▶ _Prompt_
Pull every line that includes the word "count" out of the data below and copy it.

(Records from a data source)
%%

//! Background runner for backup and restore
//!
//! The controller owns the state a front end polls while an operation runs
//! on a worker thread: the state machine, the progress fraction and the last
//! result. Only one operation runs at a time.

use std::path::PathBuf;
use std::sync::{Arc, Mutex, MutexGuard, PoisonError};
use std::thread::{self, JoinHandle};

use serde::Serialize;

use crate::error::{ReceiptsError, ReceiptsResult};

use super::packager::{BackupPackager, BackupReport};
use super::progress::{CancellationToken, ProgressObserver};
use super::restore::{RestoreReport, RestoreUnpacker};

/// Lifecycle of one operation
#[derive(Debug, Clone, Copy, PartialEq, Eq, Serialize)]
#[serde(rename_all = "snake_case")]
pub enum OperationState {
    Idle,
    InProgress,
    Completed,
    Failed,
}

#[derive(Debug, Clone, Copy, PartialEq, Eq, Serialize)]
#[serde(rename_all = "lowercase")]
pub enum OperationKind {
    Backup,
    Restore,
}

/// Result of the last finished operation
#[derive(Debug, Clone)]
pub enum Outcome {
    Backup(BackupReport),
    Restore(RestoreReport),
    Failed(String),
}

#[derive(Debug)]
struct Shared {
    state: OperationState,
    kind: Option<OperationKind>,
    progress: f32,
    current: String,
    outcome: Option<Outcome>,
}

impl Default for Shared {
    fn default() -> Self {
        Self {
            state: OperationState::Idle,
            kind: None,
            progress: 0.0,
            current: String::new(),
            outcome: None,
        }
    }
}

/// Runs backups and restores off the calling thread
#[derive(Debug, Clone)]
pub struct BackupController {
    packager: BackupPackager,
    unpacker: RestoreUnpacker,
    shared: Arc<Mutex<Shared>>,
    cancel: CancellationToken,
}

impl BackupController {
    pub fn new(packager: BackupPackager, unpacker: RestoreUnpacker) -> Self {
        Self {
            packager,
            unpacker,
            shared: Arc::new(Mutex::new(Shared::default())),
            cancel: CancellationToken::new(),
        }
    }

    pub fn state(&self) -> OperationState {
        self.lock().state
    }

    /// Operation currently running or last run
    pub fn kind(&self) -> Option<OperationKind> {
        self.lock().kind
    }

    /// Progress of the running operation in `0.0..=1.0`
    pub fn progress(&self) -> f32 {
        self.lock().progress
    }

    /// File most recently handled
    pub fn current_file(&self) -> String {
        self.lock().current.clone()
    }

    /// Result of the last finished operation
    pub fn outcome(&self) -> Option<Outcome> {
        self.lock().outcome.clone()
    }

    /// Ask the running operation to stop after the current file
    pub fn cancel(&self) {
        self.cancel.cancel();
    }

    /// Package the storage roots into `destination` on a worker thread
    pub fn start_backup(&self, destination: PathBuf) -> ReceiptsResult<JoinHandle<()>> {
        let packager = self.packager.clone();
        self.spawn(OperationKind::Backup, move |observer, cancel| {
            packager
                .create_backup(&destination, observer, cancel)
                .map(Outcome::Backup)
        })
    }

    /// Restore `archive` over the storage roots on a worker thread
    pub fn start_restore(&self, archive: PathBuf) -> ReceiptsResult<JoinHandle<()>> {
        let unpacker = self.unpacker.clone();
        self.spawn(OperationKind::Restore, move |observer, cancel| {
            unpacker
                .restore_backup(&archive, observer, cancel)
                .map(Outcome::Restore)
        })
    }

    fn spawn<F>(&self, kind: OperationKind, work: F) -> ReceiptsResult<JoinHandle<()>>
    where
        F: FnOnce(&dyn ProgressObserver, &CancellationToken) -> ReceiptsResult<Outcome>
            + Send
            + 'static,
    {
        {
            let mut shared = self.lock();
            if shared.state == OperationState::InProgress {
                return Err(ReceiptsError::Busy);
            }
            *shared = Shared {
                state: OperationState::InProgress,
                kind: Some(kind),
                ..Shared::default()
            };
        }
        self.cancel.reset();

        let shared = Arc::clone(&self.shared);
        let cancel = self.cancel.clone();
        let spawned = thread::Builder::new()
            .name(format!("receipts-{}", kind_name(kind)))
            .spawn(move || {
                let progress_state = Arc::clone(&shared);
                let observer = move |fraction: f32, current: &str| {
                    let mut state = progress_state.lock().unwrap_or_else(PoisonError::into_inner);
                    state.progress = fraction;
                    state.current = current.to_string();
                };

                let result = work(&observer, &cancel);
                let mut state = shared.lock().unwrap_or_else(PoisonError::into_inner);
                match result {
                    Ok(outcome) => {
                        state.state = OperationState::Completed;
                        state.progress = 1.0;
                        state.outcome = Some(outcome);
                    }
                    Err(err) => {
                        tracing::warn!(kind = kind_name(kind), error = %err, "operation failed");
                        state.state = OperationState::Failed;
                        state.outcome = Some(Outcome::Failed(err.to_string()));
                    }
                }
            });

        spawned.map_err(|e| {
            let mut shared = self.lock();
            shared.state = OperationState::Failed;
            shared.outcome = Some(Outcome::Failed(e.to_string()));
            ReceiptsError::Io(format!("Failed to start worker thread: {}", e))
        })
    }

    fn lock(&self) -> MutexGuard<'_, Shared> {
        self.shared.lock().unwrap_or_else(PoisonError::into_inner)
    }
}

fn kind_name(kind: OperationKind) -> &'static str {
    match kind {
        OperationKind::Backup => "backup",
        OperationKind::Restore => "restore",
    }
}

#[cfg(test)]
mod tests {
    use super::*;
    use crate::backup::category::StorageRoots;
    use crate::backup::collaborators::{Detached, RestoreHooks};
    use crate::backup::DatabaseLifecycle;
    use std::fs;
    use std::path::Path;
    use std::sync::mpsc::{channel, Receiver};
    use tempfile::TempDir;

    fn roots_in(dir: &Path) -> StorageRoots {
        StorageRoots::new(dir.join("db"), dir.join("prefs"), dir.join("images"))
    }

    fn controller_for(dir: &Path, hooks: RestoreHooks) -> BackupController {
        let roots = roots_in(dir);
        BackupController::new(
            BackupPackager::new(roots.clone()),
            RestoreUnpacker::new(roots, hooks),
        )
    }

    /// Holds the database closed until the test lets go
    struct Gate(Mutex<Receiver<()>>);

    impl DatabaseLifecycle for Gate {
        fn close(&self) -> ReceiptsResult<()> {
            let _ = self.0.lock().unwrap().recv();
            Ok(())
        }

        fn reopen(&self) -> ReceiptsResult<()> {
            Ok(())
        }
    }

    #[test]
    fn test_backup_completes() {
        let temp = TempDir::new().unwrap();
        fs::create_dir_all(temp.path().join("db")).unwrap();
        fs::write(temp.path().join("db/app.db"), b"SQLite format 3\0").unwrap();

        let controller = controller_for(temp.path(), RestoreHooks::detached());
        assert_eq!(controller.state(), OperationState::Idle);

        let destination = temp.path().join("backup.zip");
        controller
            .start_backup(destination.clone())
            .unwrap()
            .join()
            .unwrap();

        assert_eq!(controller.state(), OperationState::Completed);
        assert_eq!(controller.kind(), Some(OperationKind::Backup));
        assert_eq!(controller.progress(), 1.0);
        match controller.outcome() {
            Some(Outcome::Backup(report)) => assert_eq!(report.archive_path, destination),
            other => panic!("unexpected outcome: {:?}", other),
        }
    }

    #[test]
    fn test_failed_restore() {
        let temp = TempDir::new().unwrap();
        let controller = controller_for(temp.path(), RestoreHooks::detached());

        controller
            .start_restore(temp.path().join("missing.zip"))
            .unwrap()
            .join()
            .unwrap();

        assert_eq!(controller.state(), OperationState::Failed);
        assert!(matches!(controller.outcome(), Some(Outcome::Failed(_))));
    }

    #[test]
    fn test_second_start_is_busy() {
        let source = TempDir::new().unwrap();
        fs::create_dir_all(source.path().join("db")).unwrap();
        fs::write(source.path().join("db/app.db"), b"SQLite format 3\0").unwrap();
        let archive = source.path().join("backup.zip");
        controller_for(source.path(), RestoreHooks::detached())
            .start_backup(archive.clone())
            .unwrap()
            .join()
            .unwrap();

        let target = TempDir::new().unwrap();
        let (release, gate) = channel();
        let hooks = RestoreHooks::new(
            Arc::new(Gate(Mutex::new(gate))),
            Arc::new(Detached),
            Arc::new(Detached),
        );
        let controller = controller_for(target.path(), hooks);

        let handle = controller.start_restore(archive).unwrap();
        assert_eq!(controller.state(), OperationState::InProgress);
        assert!(matches!(
            controller.start_backup(target.path().join("other.zip")),
            Err(ReceiptsError::Busy)
        ));

        release.send(()).unwrap();
        handle.join().unwrap();
        assert_eq!(controller.state(), OperationState::Completed);

        // A finished controller can run again
        controller
            .start_backup(target.path().join("again.zip"))
            .unwrap()
            .join()
            .unwrap();
        assert_eq!(controller.state(), OperationState::Completed);
    }

    #[test]
    fn test_cancel_before_start_is_cleared() {
        let temp = TempDir::new().unwrap();
        fs::create_dir_all(temp.path().join("db")).unwrap();
        fs::write(temp.path().join("db/app.db"), b"SQLite format 3\0").unwrap();

        let controller = controller_for(temp.path(), RestoreHooks::detached());
        // Cancelling before start has no effect on the next run
        controller.cancel();
        controller
            .start_backup(temp.path().join("backup.zip"))
            .unwrap()
            .join()
            .unwrap();
        assert_eq!(controller.state(), OperationState::Completed);
    }
}
//! Audit logger for append-only audit log
//!
//! Provides the AuditLogger struct that writes audit entries to a log file.
//! Each entry is written as a single JSON line and flushed immediately.

use std::fs::{File, OpenOptions};
use std::io::{BufRead, BufReader, Write};
use std::path::PathBuf;

use crate::error::{ReceiptsError, ReceiptsResult};

use super::entry::AuditEntry;

/// Handles writing audit entries to the audit log file
///
/// The log file uses a line-delimited JSON format (JSONL) where each line
/// is a complete JSON object representing one audit entry.
#[derive(Debug, Clone)]
pub struct AuditLogger {
    /// Path to the audit log file
    log_path: PathBuf,
}

impl AuditLogger {
    /// Create a new AuditLogger that writes to the specified path
    pub fn new(log_path: PathBuf) -> Self {
        Self { log_path }
    }

    /// Append an entry as a JSON line and flush it
    pub fn log(&self, entry: &AuditEntry) -> ReceiptsResult<()> {
        if let Some(parent) = self.log_path.parent() {
            std::fs::create_dir_all(parent)
                .map_err(|e| ReceiptsError::Io(format!("Failed to create audit log directory: {}", e)))?;
        }

        let mut file = OpenOptions::new()
            .create(true)
            .append(true)
            .open(&self.log_path)
            .map_err(|e| ReceiptsError::Io(format!("Failed to open audit log: {}", e)))?;

        let json = serde_json::to_string(entry)
            .map_err(|e| ReceiptsError::Json(format!("Failed to serialize audit entry: {}", e)))?;

        writeln!(file, "{}", json)
            .map_err(|e| ReceiptsError::Io(format!("Failed to write audit entry: {}", e)))?;

        file.flush()
            .map_err(|e| ReceiptsError::Io(format!("Failed to flush audit log: {}", e)))?;

        Ok(())
    }

    /// Log an entry, reporting a failure as a warning instead of an error
    pub fn log_or_warn(&self, entry: &AuditEntry) {
        if let Err(err) = self.log(entry) {
            tracing::warn!(path = %self.log_path.display(), error = %err, "could not write audit entry");
        }
    }

    /// Read all audit entries from the log file
    ///
    /// Returns entries in chronological order (oldest first).
    pub fn read_all(&self) -> ReceiptsResult<Vec<AuditEntry>> {
        if !self.log_path.exists() {
            return Ok(Vec::new());
        }

        let file = File::open(&self.log_path)
            .map_err(|e| ReceiptsError::Io(format!("Failed to open audit log: {}", e)))?;

        let reader = BufReader::new(file);
        let mut entries = Vec::new();

        for (line_num, line) in reader.lines().enumerate() {
            let line = line.map_err(|e| {
                ReceiptsError::Io(format!("Failed to read audit log line {}: {}", line_num + 1, e))
            })?;

            if line.trim().is_empty() {
                continue;
            }

            let entry: AuditEntry = serde_json::from_str(&line).map_err(|e| {
                ReceiptsError::Json(format!(
                    "Failed to parse audit entry at line {}: {}",
                    line_num + 1,
                    e
                ))
            })?;

            entries.push(entry);
        }

        Ok(entries)
    }

    /// Read the most recent N entries from the log
    pub fn read_recent(&self, count: usize) -> ReceiptsResult<Vec<AuditEntry>> {
        let all_entries = self.read_all()?;
        let start = all_entries.len().saturating_sub(count);
        Ok(all_entries[start..].to_vec())
    }

    /// Check if the audit log file exists
    pub fn exists(&self) -> bool {
        self.log_path.exists()
    }

    /// Get the path to the audit log file
    pub fn path(&self) -> &PathBuf {
        &self.log_path
    }
}
//! Passphrase-sealed archives
//!
//! A sealed archive is the magic header [`SEAL_MAGIC`] followed by a JSON
//! document holding the key derivation parameters and the AES-256-GCM
//! encryption of the complete ZIP archive.

use std::fs::{self, File};
use std::io::{Read, Write};
use std::path::Path;

use serde::{Deserialize, Serialize};
use tempfile::NamedTempFile;

use crate::crypto::{decrypt, derive_key, encrypt, EncryptedData, KeyDerivationParams, SecureString};
use crate::error::{ReceiptsError, ReceiptsResult};

/// First bytes of every sealed archive
pub const SEAL_MAGIC: &[u8; 8] = b"RCPTSEAL";

/// Version of the sealed envelope
const SEAL_VERSION: u32 = 1;

#[derive(Debug, Serialize, Deserialize)]
struct SealedArchive {
    version: u32,
    key_params: KeyDerivationParams,
    payload: EncryptedData,
}

/// Whether the file at `path` starts with the seal magic
pub fn is_sealed(path: &Path) -> ReceiptsResult<bool> {
    let mut file = File::open(path).map_err(|e| ReceiptsError::source(path.display(), &e))?;
    let mut magic = [0u8; 8];
    match file.read_exact(&mut magic) {
        Ok(()) => Ok(&magic == SEAL_MAGIC),
        Err(e) if e.kind() == std::io::ErrorKind::UnexpectedEof => Ok(false),
        Err(e) => Err(ReceiptsError::source(path.display(), &e)),
    }
}

/// Encrypt the archive at `archive` into `output`
pub fn seal_archive(
    archive: &Path,
    output: &mut impl Write,
    passphrase: &SecureString,
) -> ReceiptsResult<()> {
    let plaintext = fs::read(archive).map_err(|e| ReceiptsError::source(archive.display(), &e))?;

    let key_params = KeyDerivationParams::new();
    let key = derive_key(passphrase, &key_params)?;
    let sealed = SealedArchive {
        version: SEAL_VERSION,
        key_params,
        payload: encrypt(&plaintext, &key)?,
    };

    output
        .write_all(SEAL_MAGIC)
        .map_err(|e| ReceiptsError::destination("sealed archive", &e))?;
    serde_json::to_writer(&mut *output, &sealed).map_err(|e| {
        ReceiptsError::DestinationUnwritable(format!("Failed to write sealed archive: {}", e))
    })?;
    output
        .flush()
        .map_err(|e| ReceiptsError::destination("sealed archive", &e))?;
    Ok(())
}

/// Decrypt a sealed archive into a temporary ZIP file next to it
///
/// The temporary file is deleted when the returned handle is dropped.
pub fn open_sealed(path: &Path, passphrase: &SecureString) -> ReceiptsResult<NamedTempFile> {
    let bytes = fs::read(path).map_err(|e| ReceiptsError::source(path.display(), &e))?;
    let body = bytes
        .strip_prefix(SEAL_MAGIC.as_slice())
        .ok_or_else(|| ReceiptsError::ArchiveCorrupt("Not a sealed archive".to_string()))?;

    let sealed: SealedArchive = serde_json::from_slice(body)
        .map_err(|e| ReceiptsError::ArchiveCorrupt(format!("Invalid sealed archive: {}", e)))?;
    if sealed.version != SEAL_VERSION {
        return Err(ReceiptsError::Encryption(format!(
            "Unsupported sealed archive version: {}",
            sealed.version
        )));
    }

    let key = derive_key(passphrase, &sealed.key_params)?;
    let plaintext = decrypt(&sealed.payload, &key)?;

    let parent = match path.parent() {
        Some(parent) if !parent.as_os_str().is_empty() => parent,
        _ => Path::new("."),
    };
    let mut temp = tempfile::Builder::new()
        .prefix(".receipts-unsealed-")
        .suffix(".part")
        .tempfile_in(parent)
        .map_err(|e| ReceiptsError::destination(parent.display(), &e))?;
    temp.write_all(&plaintext)?;
    temp.flush()?;
    Ok(temp)
}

%%

▶ _Written answer_
    pub fn read_recent(&self, count: usize) -> ReceiptsResult<Vec<AuditEntry>> {
        let start = all_entries.len().saturating_sub(count);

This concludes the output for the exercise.